YOUR ASSIGNMENT: In the data below, how many lines include the string "request"? Give only the number.

RECORDS FOR PROCESSING Start Marker

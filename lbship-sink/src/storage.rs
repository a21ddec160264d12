use async_trait::async_trait;
use lbship_core::AccessRecord;
use thiserror::Error;

/// Bulk write failure. The batch that hit it is not retried.
#[derive(Error, Debug)]
pub enum SinkError {
    #[error("bulk request to {node} failed: {reason}")]
    Transport { node: String, reason: String },

    #[error("bulk request to {node} returned HTTP {status}: {body}")]
    Status {
        node: String,
        status: u16,
        body: String,
    },

    #[error("bulk response from {node} could not be decoded: {reason}")]
    Response { node: String, reason: String },

    #[error("failed to encode document: {0}")]
    Encode(#[from] serde_json::Error),
}

/// Per-document outcome of an accepted bulk request.
#[derive(Debug, Clone, Copy, Default, PartialEq, Eq)]
pub struct BulkOutcome {
    pub indexed: usize,
    /// Documents the backend rejected individually (mapping conflicts etc.).
    pub failed: usize,
}

/// Document store that accepts batches of records.
#[async_trait]
pub trait Storage: Send + Sync {
    async fn bulk(&self, index: &str, docs: &[AccessRecord]) -> Result<BulkOutcome, SinkError>;

    /// Short name used in logs.
    fn name(&self) -> &str {
        "storage"
    }
}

RECORDS FOR PROCESSING End Marker

FINISHED EXERCISE: 3